Lam Hoang – CS/DS Student Portfolios

Idea 1: Detect and predict mental health status using NLP

The objective of that research is to determine whether NLP (Natural Language Processing) is useful for mental health treatment. Data sources vary from traditional sources (EHRs/EMRs, clinical notes and records) to social sources (tweets and posts from social media platforms). The main subject for data will be the social media posts because they enable immediate detection of users’ possible mental illness. They are preprocessed by extracting the key words to form an artificial paragraph that contains only numbers and characters. Then, an NLP (Natural Processing Language) model, built on genuine and artificial data, will test the real (raw/original) data and compare with the artificial paragraph above.
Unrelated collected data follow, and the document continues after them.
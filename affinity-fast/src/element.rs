use num_traits::{AsPrimitive, Float};

/// Storage type for distances and probabilities.
///
/// Arithmetic always happens in `f64`; values are widened on read and
/// narrowed once, when a finished row is written out.
pub trait Element: Float + AsPrimitive<f64> + Default + Send + Sync + 'static {
    #[inline]
    fn widen(self) -> f64 {
        self.as_()
    }

    fn narrow(value: f64) -> Self;
}

impl Element for f32 {
    #[inline]
    fn narrow(value: f64) -> Self {
        value.as_()
    }
}

impl Element for f64 {
    #[inline]
    fn narrow(value: f64) -> Self {
        value
    }
}
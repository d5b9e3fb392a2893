//! CLI command definitions and handlers

mod calibrate;
mod init;

use anyhow::Result;
use clap::{Parser, Subcommand};
use std::path::PathBuf;

use crate::config::{load_config_file, load_project_config, ProjectConfig};

/// Parse and validate workers count (1-64)
fn parse_workers(s: &str) -> Result<usize, String> {
    let n: usize = s
        .parse()
        .map_err(|_| format!("'{}' is not a valid number", s))?;
    if n == 0 {
        Err("workers must be at least 1".to_string())
    } else if n > 64 {
        Err("workers cannot exceed 64".to_string())
    } else {
        Ok(n)
    }
}

/// Parse a strictly positive, finite float (perplexity)
fn parse_positive(s: &str) -> Result<f64, String> {
    let v: f64 = s
        .parse()
        .map_err(|_| format!("'{}' is not a valid number", s))?;
    if v.is_finite() && v > 0.0 {
        Ok(v)
    } else {
        Err(format!("expected a positive number, got {}", s))
    }
}

/// Parse a non-negative, finite float (tolerance; 0 demands an exact match)
fn parse_non_negative(s: &str) -> Result<f64, String> {
    let v: f64 = s
        .parse()
        .map_err(|_| format!("'{}' is not a valid number", s))?;
    if v.is_finite() && v >= 0.0 {
        Ok(v)
    } else {
        Err(format!("expected a non-negative number, got {}", s))
    }
}

/// affinity - perplexity-calibrated neighbor affinities
#[derive(Parser, Debug)]
#[command(name = "affinity")]
#[command(
    version,
    about = "Calibrate per-sample Gaussian bandwidths to a target perplexity",
    long_about = "Reads a matrix of squared distances (full n x n, or n x k nearest \
neighbors), finds for every sample the precision whose neighbor distribution has \
entropy ln(perplexity), and writes the resulting probabilities as JSON.",
    after_help = "\
Examples:
  affinity calibrate distances.json                      Conditional P(j|i), perplexity 30
  affinity calibrate distances.json --perplexity 5       Custom perplexity
  affinity calibrate knn.json --joint -o affinities.json Symmetrized CSR from k-NN input
  affinity init                                          Write an example affinity.toml"
)]
pub struct Cli {
    /// Log level (error, warn, info, debug, trace)
    #[arg(long, global = true, default_value = "info", value_parser = ["error", "warn", "info", "debug", "trace"])]
    pub log_level: String,

    /// Config file (default: ./affinity.toml if present)
    #[arg(long, global = true)]
    pub config: Option<PathBuf>,

    #[command(subcommand)]
    pub command: Commands,
}

#[derive(Subcommand, Debug)]
pub enum Commands {
    /// Calibrate a distance matrix and write affinities as JSON
    #[command(after_help = "\
Input formats:
  [[0, 1.2, 3.4], [1.2, 0, 2.2], [3.4, 2.2, 0]]           full squared-distance matrix
  {\"distances\": [[...]], \"indices\": [[...]]}             k-NN rows and their neighbor ids")]
    Calibrate {
        /// JSON file with squared distances
        input: PathBuf,

        /// Target perplexity (effective number of neighbors)
        #[arg(long, short = 'p', value_parser = parse_positive)]
        perplexity: Option<f64>,

        /// Bisection steps per sample
        #[arg(long)]
        max_steps: Option<usize>,

        /// Accepted |entropy - ln(perplexity)|
        #[arg(long, value_parser = parse_non_negative)]
        tolerance: Option<f64>,

        /// Emit symmetrized joint affinities instead of conditional probabilities
        #[arg(long)]
        joint: bool,

        /// Output file path (default: stdout)
        #[arg(long, short = 'o')]
        output: Option<PathBuf>,

        /// Number of parallel workers (1-64, default: all cores)
        #[arg(long, value_parser = parse_workers)]
        workers: Option<usize>,

        /// Hide the progress bar
        #[arg(long, short = 'q')]
        quiet: bool,
    },

    /// Write an example affinity.toml into a directory
    Init {
        /// Target directory
        #[arg(default_value = ".")]
        path: PathBuf,

        /// Overwrite an existing affinity.toml
        #[arg(long)]
        force: bool,
    },
}

fn resolve_config(explicit: Option<&PathBuf>) -> Result<ProjectConfig> {
    match explicit {
        Some(path) => load_config_file(path),
        None => Ok(load_project_config(&std::env::current_dir()?)),
    }
}

/// Run the CLI with parsed arguments
pub fn run(cli: Cli) -> Result<()> {
    match cli.command {
        Commands::Init { path, force } => init::run(&path, force),

        Commands::Calibrate {
            input,
            perplexity,
            max_steps,
            tolerance,
            joint,
            output,
            workers,
            quiet,
        } => {
            let config = resolve_config(cli.config.as_ref())?;
            let args = calibrate::CalibrateArgs {
                input,
                perplexity,
                max_steps,
                tolerance,
                joint,
                output,
                workers,
                quiet,
            };
            calibrate::run(args, &config)
        }
    }
}
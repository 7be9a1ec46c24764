pub mod content_id;
pub mod in_memory_store;
pub mod mock_data;
pub mod moka_cache;
pub mod persistence;

pub use content_id::UuidContentIdGenerator;
pub use in_memory_store::InMemoryContentStore;
pub use moka_cache::MokaContentCache;
pub use persistence::SledContentStore;
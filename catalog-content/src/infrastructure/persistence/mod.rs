//! Persistent storage implementations using sled.

pub mod sled_content_store;

pub use sled_content_store::SledContentStore;
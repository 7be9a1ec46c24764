pub mod content;
pub mod content_id;
pub mod mapper;

pub use content::{genre_difference, genre_union, normalize_genres, Content, ContentId};
pub use content_id::ContentIdGenerator;
pub use mapper::{ContentInput, ContentMapper, DefaultContentMapper};
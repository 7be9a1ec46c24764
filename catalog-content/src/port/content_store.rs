//! Persistent content store interface.

use async_trait::async_trait;

use crate::domain::content::{Content, ContentId};
use crate::domain::mapper::ContentInput;

/// Faults raised by a store. A missing record is never one of these; it is
/// reported as `None` (or the nil id for `delete`).
#[derive(Debug, thiserror::Error)]
pub enum StoreError {
    /// A freshly generated id already exists. Nothing was written.
    #[error("duplicate content id: {0}")]
    DuplicateId(ContentId),

    /// The backing store could not be reached or failed an I/O operation.
    #[error("store unavailable: {0}")]
    Unavailable(String),

    /// A stored document could not be encoded or decoded.
    #[error("serialization error: {0}")]
    Serialization(String),
}

/// Abstract interface for content persistence.
///
/// Implementations may keep records in memory or in a document store; both
/// must apply the same patch semantics through a
/// [`ContentMapper`](crate::domain::mapper::ContentMapper).
#[async_trait]
pub trait ContentStore: Send + Sync {
    /// Assign a fresh id, persist the mapped input and return it.
    async fn create(&self, input: &ContentInput) -> Result<Content, StoreError>;

    /// Get a record by id.
    async fn read(&self, id: ContentId) -> Result<Option<Content>, StoreError>;

    /// Every stored record, in no particular order.
    async fn read_all(&self) -> Result<Vec<Content>, StoreError>;

    /// Patch an existing record. Returns `None` when `id` is unknown.
    async fn update(
        &self,
        id: ContentId,
        input: &ContentInput,
    ) -> Result<Option<Content>, StoreError>;

    /// Remove a record. Returns `id` if something was removed and the nil id otherwise.
    async fn delete(&self, id: ContentId) -> Result<ContentId, StoreError>;

    /// Flush pending writes to durable storage.
    async fn flush(&self) -> Result<(), StoreError>;
}
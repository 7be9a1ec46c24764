pub mod http_api;

pub use http_api::{create_router, AppState};
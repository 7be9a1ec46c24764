//! Integration tests for the catalog.
//!
//! These build the app from configuration and drive it through the
//! cache-aside service, the same way the HTTP handlers do.

use catalog_content::config::{CatalogConfig, StoreBackend};
use catalog_content::domain::mapper::ContentInput;
use catalog_content::CatalogApp;
use tempfile::TempDir;

fn genres(values: &[&str]) -> Vec<String> {
    values.iter().map(|v| v.to_string()).collect()
}

fn memory_config(seed: bool) -> CatalogConfig {
    let mut config = CatalogConfig::default();
    config.store.backend = StoreBackend::Memory;
    config.store.seed_mock_data = seed;
    config
}

fn sled_config(dir: &TempDir, seed: bool) -> CatalogConfig {
    let mut config = CatalogConfig::default();
    config.store.backend = StoreBackend::Sled;
    config.store.data_dir = dir.path().to_path_buf();
    config.store.seed_mock_data = seed;
    config
}

#[tokio::test]
async fn test_seeded_memory_catalog_is_filterable() {
    let app = CatalogApp::new(memory_config(true)).unwrap();
    let service = app.service();

    let all = service.get_many().await.unwrap();
    assert!(!all.is_empty());

    let cast = service.get_filtered(Some("cast"), None).await.unwrap();
    assert!(!cast.is_empty());
    assert!(cast
        .iter()
        .all(|c| c.title.as_deref().unwrap().to_lowercase().contains("cast")));
    assert!(cast
        .iter()
        .any(|c| c.title.as_deref() == Some("Broadcast News")));
}

#[tokio::test]
async fn test_genre_scenario_end_to_end() {
    let app = CatalogApp::new(memory_config(false)).unwrap();
    let service = app.service();

    let created = service
        .create(&ContentInput {
            title: Some("Alpha".to_string()),
            genre_list: Some(genres(&["drama"])),
            ..ContentInput::default()
        })
        .await
        .unwrap();

    let added = service
        .add_genres(created.id, &genres(&["comedy", "DRAMA"]))
        .await
        .unwrap()
        .unwrap();
    assert_eq!(added.genre_list, genres(&["drama", "comedy"]));

    let removed = service
        .remove_genres(created.id, &genres(&["Drama"]))
        .await
        .unwrap()
        .unwrap();
    assert_eq!(removed.genre_list, genres(&["comedy"]));

    // Manager view and cached view agree.
    let from_store = service.manager().get(created.id).await.unwrap().unwrap();
    let from_cache = service.cache().get(created.id).await.unwrap();
    assert_eq!(from_store, removed);
    assert_eq!(from_cache, removed);
}

#[tokio::test]
async fn test_sled_catalog_persists_across_restarts() {
    let dir = TempDir::new().unwrap();

    let id = {
        let app = CatalogApp::new(sled_config(&dir, false)).unwrap();
        let created = app
            .service()
            .create(&ContentInput {
                title: Some("Kept".to_string()),
                ..ContentInput::default()
            })
            .await
            .unwrap();
        app.flush().await.unwrap();
        created.id
    };

    let app = CatalogApp::new(sled_config(&dir, false)).unwrap();
    let read = app.service().get(id).await.unwrap().unwrap();
    assert_eq!(read.title.as_deref(), Some("Kept"));
}

#[tokio::test]
async fn test_sled_seeding_happens_once() {
    let dir = TempDir::new().unwrap();

    let first = {
        let app = CatalogApp::new(sled_config(&dir, true)).unwrap();
        app.flush().await.unwrap();
        app.service().get_many().await.unwrap().len()
    };
    assert!(first > 0);

    let app = CatalogApp::new(sled_config(&dir, true)).unwrap();
    assert_eq!(app.service().get_many().await.unwrap().len(), first);
}

#[tokio::test]
async fn test_delete_twice_through_app() {
    let app = CatalogApp::new(memory_config(true)).unwrap();
    let service = app.service();
    let target = service.get_many().await.unwrap().remove(0);

    assert_eq!(service.get(target.id).await.unwrap(), Some(target.clone()));
    assert_eq!(service.delete(target.id).await.unwrap(), target.id);
    assert!(service.delete(target.id).await.unwrap().is_nil());
    assert!(service.get(target.id).await.unwrap().is_none());
}

#[test]
fn test_router_from_app() {
    let app = CatalogApp::new(memory_config(false)).unwrap();
    let _router = app.router();
    assert_eq!(app.config().store.backend, StoreBackend::Memory);
}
The outputs will be the correct mental health situation from the patients after the testing.

Libraries such as Scikit and Keras are frequently used in a lot of papers. The dataset I would like to experiment is the suicide and depression dataset from Reddit posts starting at \r.

Idea 2: Using Machine Learning Algorithms to predict air pollution

Machine Learning algorithms can predict air pollution based on the amount of air pollutant in the atmosphere, which is defined by the level of particulate matters (we will look at PM2.5 – the most dangerous air pollutant to human’s health – specifically). Given a data indicating PM 2.5 level in different areas, that data has to be preprocessed. Then, it will undergo several machine learning models, notably random forest and linear regression due to their simplicity and usage for regression and classification problems, to produce the best model for forecasting the presence of PM 2.5 level in the air.

Python and its library Scikit are the most common tools to train models. For this idea, I would like to select a dataset to measure air quality of 5 Chinese cities and it is available on Kaggle.

Idea 3: Machine Learning in music genre classification

Given an input (dataset) of thousands of songs from different genres such as pop, rock, hip hop/rap, country, etc, the audio will be processed by reducing/filtering noise and the soundwave. Then, the neural network model will take those audio inputs and images of their spectrograms to differentiate several objects as their neural network outputs. Eventually, the KNN method, due to its simplicity and robust with large noisy data, will test the music from the model outputs and classify the songs into their respective genres.

Python is mostly involved in the research due to the wide range of usage of its dynamic libraries such as Keras, Scikit, Tensorflow, and even Numpy that support the findings. This idea, I would like to choose Spotify dataset thanks to its rich collection of songs.